Exercise directions => Please repeat every entry that follows, keeping each one exactly the same.

Records contained in a dataset =>
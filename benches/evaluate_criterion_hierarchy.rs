use criterion::{BenchmarkId, Criterion, criterion_group, criterion_main};
use std::hint::black_box;
use treetop_authz::{
    BatchOptions, BatchRequest, Entities, Entity, EntityUid, Expr, HierarchyCache, Policy,
    PolicyEngine, PolicySet, Request, ScopeConstraint, Term, Value,
};

fn node(idx: usize) -> EntityUid {
    EntityUid::new("Node", idx.to_string())
}

/// `depth` diamonds stacked on each other: every node reaches the next one
/// through two parents, so a naive walk visits 2^depth paths.
fn diamond_store(depth: usize) -> Entities {
    let mut entities = Vec::with_capacity(depth * 3 + 1);
    for idx in 0..depth {
        let left = EntityUid::new("Side", format!("l{idx}"));
        let right = EntityUid::new("Side", format!("r{idx}"));
        entities.push(Entity::new(node(idx)).with_parents([left.clone(), right.clone()]));
        entities.push(Entity::new(left).with_parent(node(idx + 1)));
        entities.push(Entity::new(right).with_parent(node(idx + 1)));
    }
    entities.push(Entity::new(node(depth)));
    Entities::from_entities(entities).expect("generated entities are unique")
}

fn benchmark_hierarchy(c: &mut Criterion) {
    let mut group = c.benchmark_group("hierarchy");
    group.sample_size(40);

    for depth in [10_usize, 50, 100] {
        let store = diamond_store(depth);
        let missing = EntityUid::new("Node", "missing");
        group.bench_with_input(BenchmarkId::new("reachable", depth), &depth, |b, &depth| {
            b.iter(|| {
                let cache = HierarchyCache::new();
                black_box(cache.is_ancestor(&store, black_box(&node(0)), &node(depth)))
            });
        });
        group.bench_with_input(BenchmarkId::new("unreachable", depth), &depth, |b, _| {
            b.iter(|| {
                let cache = HierarchyCache::new();
                black_box(cache.is_ancestor(&store, black_box(&node(0)), &missing))
            });
        });
    }

    group.finish();
}

fn action(idx: usize) -> EntityUid {
    EntityUid::new("Action", format!("a{idx}"))
}

fn grid_engine() -> PolicyEngine {
    let mut policies = PolicySet::new();
    for idx in 0..20 {
        let policy = Policy::permit()
            .with_principal(ScopeConstraint::In(node(idx)))
            .with_action(ScopeConstraint::Eq(action(idx)))
            .when(Expr::less(
                Expr::get_attr(Expr::context(), "level"),
                Expr::val(idx as i64),
            ));
        policies
            .add(format!("p{idx}"), policy)
            .expect("generated ids are unique");
    }
    PolicyEngine::new(policies)
}

fn grid_request() -> BatchRequest {
    BatchRequest::new(
        Term::variable("who"),
        Term::variable("verb"),
        EntityUid::new("Doc", "d"),
        Term::record([("level", Term::variable("level"))]),
    )
    .with_variable("who", (0..20).map(|idx| Value::EntityUid(node(idx))))
    .with_variable("verb", (0..20).map(|idx| Value::EntityUid(action(idx))))
    .with_variable("level", (0..5_i64).map(Value::Long))
}

fn benchmark_batch(c: &mut Criterion) {
    let mut group = c.benchmark_group("batch");
    group.sample_size(20);

    let engine = grid_engine();
    let store = diamond_store(20);
    let request = grid_request();

    for prune in [true, false] {
        let mut options = BatchOptions::default();
        options.config.prune = prune;
        let name = if prune { "pruned" } else { "unpruned" };
        group.bench_function(name, |b| {
            b.iter(|| {
                let mut allowed = 0_usize;
                engine
                    .batch_authorize(&store, &request, &options, |result| {
                        allowed += usize::from(result.response.is_allowed());
                    })
                    .expect("benchmark batch is valid");
                black_box(allowed)
            });
        });
    }

    let single = Request::new(node(0), action(19), EntityUid::new("Doc", "d"))
        .with_context(Value::record([("level", Value::Long(1))]))
        .expect("context is a record");
    group.bench_function("single", |b| {
        b.iter(|| {
            engine
                .is_authorized(&store, black_box(&single))
                .expect("benchmark request is valid")
        });
    });

    group.finish();
}

criterion_group!(benches, benchmark_hierarchy, benchmark_batch);
criterion_main!(benches);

Response to the task =>
filename benches/evaluate_criterion_hierarchy.rs
use criterion::{BenchmarkId, Criterion, criterion_group, criterion_main};
use std::hint::black_box;
use treetop_authz::{
    BatchOptions, BatchRequest, Entities, Entity, EntityUid, Expr, HierarchyCache, Policy,
    PolicyEngine, PolicySet, Request, ScopeConstraint, Term, Value,
};

fn node(idx: usize) -> EntityUid {
    EntityUid::new("Node", idx.to_string())
}

/// `depth` diamonds stacked on each other: every node reaches the next one
/// through two parents, so a naive walk visits 2^depth paths.
fn diamond_store(depth: usize) -> Entities {
    let mut entities = Vec::with_capacity(depth * 3 + 1);
    for idx in 0..depth {
        let left = EntityUid::new("Side", format!("l{idx}"));
        let right = EntityUid::new("Side", format!("r{idx}"));
        entities.push(Entity::new(node(idx)).with_parents([left.clone(), right.clone()]));
        entities.push(Entity::new(left).with_parent(node(idx + 1)));
        entities.push(Entity::new(right).with_parent(node(idx + 1)));
    }
    entities.push(Entity::new(node(depth)));
    Entities::from_entities(entities).expect("generated entities are unique")
}

fn benchmark_hierarchy(c: &mut Criterion) {
    let mut group = c.benchmark_group("hierarchy");
    group.sample_size(40);

    for depth in [10_usize, 50, 100] {
        let store = diamond_store(depth);
        let missing = EntityUid::new("Node", "missing");
        group.bench_with_input(BenchmarkId::new("reachable", depth), &depth, |b, &depth| {
            b.iter(|| {
                let cache = HierarchyCache::new();
                black_box(cache.is_ancestor(&store, black_box(&node(0)), &node(depth)))
            });
        });
        group.bench_with_input(BenchmarkId::new("unreachable", depth), &depth, |b, _| {
            b.iter(|| {
                let cache = HierarchyCache::new();
                black_box(cache.is_ancestor(&store, black_box(&node(0)), &missing))
            });
        });
    }

    group.finish();
}

fn action(idx: usize) -> EntityUid {
    EntityUid::new("Action", format!("a{idx}"))
}

fn grid_engine() -> PolicyEngine {
    let mut policies = PolicySet::new();
    for idx in 0..20 {
        let policy = Policy::permit()
            .with_principal(ScopeConstraint::In(node(idx)))
            .with_action(ScopeConstraint::Eq(action(idx)))
            .when(Expr::less(
                Expr::get_attr(Expr::context(), "level"),
                Expr::val(idx as i64),
            ));
        policies
            .add(format!("p{idx}"), policy)
            .expect("generated ids are unique");
    }
    PolicyEngine::new(policies)
}

fn grid_request() -> BatchRequest {
    BatchRequest::new(
        Term::variable("who"),
        Term::variable("verb"),
        EntityUid::new("Doc", "d"),
        Term::record([("level", Term::variable("level"))]),
    )
    .with_variable("who", (0..20).map(|idx| Value::EntityUid(node(idx))))
    .with_variable("verb", (0..20).map(|idx| Value::EntityUid(action(idx))))
    .with_variable("level", (0..5_i64).map(Value::Long))
}

fn benchmark_batch(c: &mut Criterion) {
    let mut group = c.benchmark_group("batch");
    group.sample_size(20);

    let engine = grid_engine();
    let store = diamond_store(20);
    let request = grid_request();

    for prune in [true, false] {
        let mut options = BatchOptions::default();
        options.config.prune = prune;
        let name = if prune { "pruned" } else { "unpruned" };
        group.bench_function(name, |b| {
            b.iter(|| {
                let mut allowed = 0_usize;
                engine
                    .batch_authorize(&store, &request, &options, |result| {
                        allowed += usize::from(result.response.is_allowed());
                    })
                    .expect("benchmark batch is valid");
                black_box(allowed)
            });
        });
    }

    let single = Request::new(node(0), action(19), EntityUid::new("Doc", "d"))
        .with_context(Value::record([("level", Value::Long(1))]))
        .expect("context is a record");
    group.bench_function("single", |b| {
        b.iter(|| {
            engine
                .is_authorized(&store, black_box(&single))
                .expect("benchmark request is valid")
        });
    });

    group.finish();
}

criterion_group!(benches, benchmark_hierarchy, benchmark_batch);
criterion_main!(benches);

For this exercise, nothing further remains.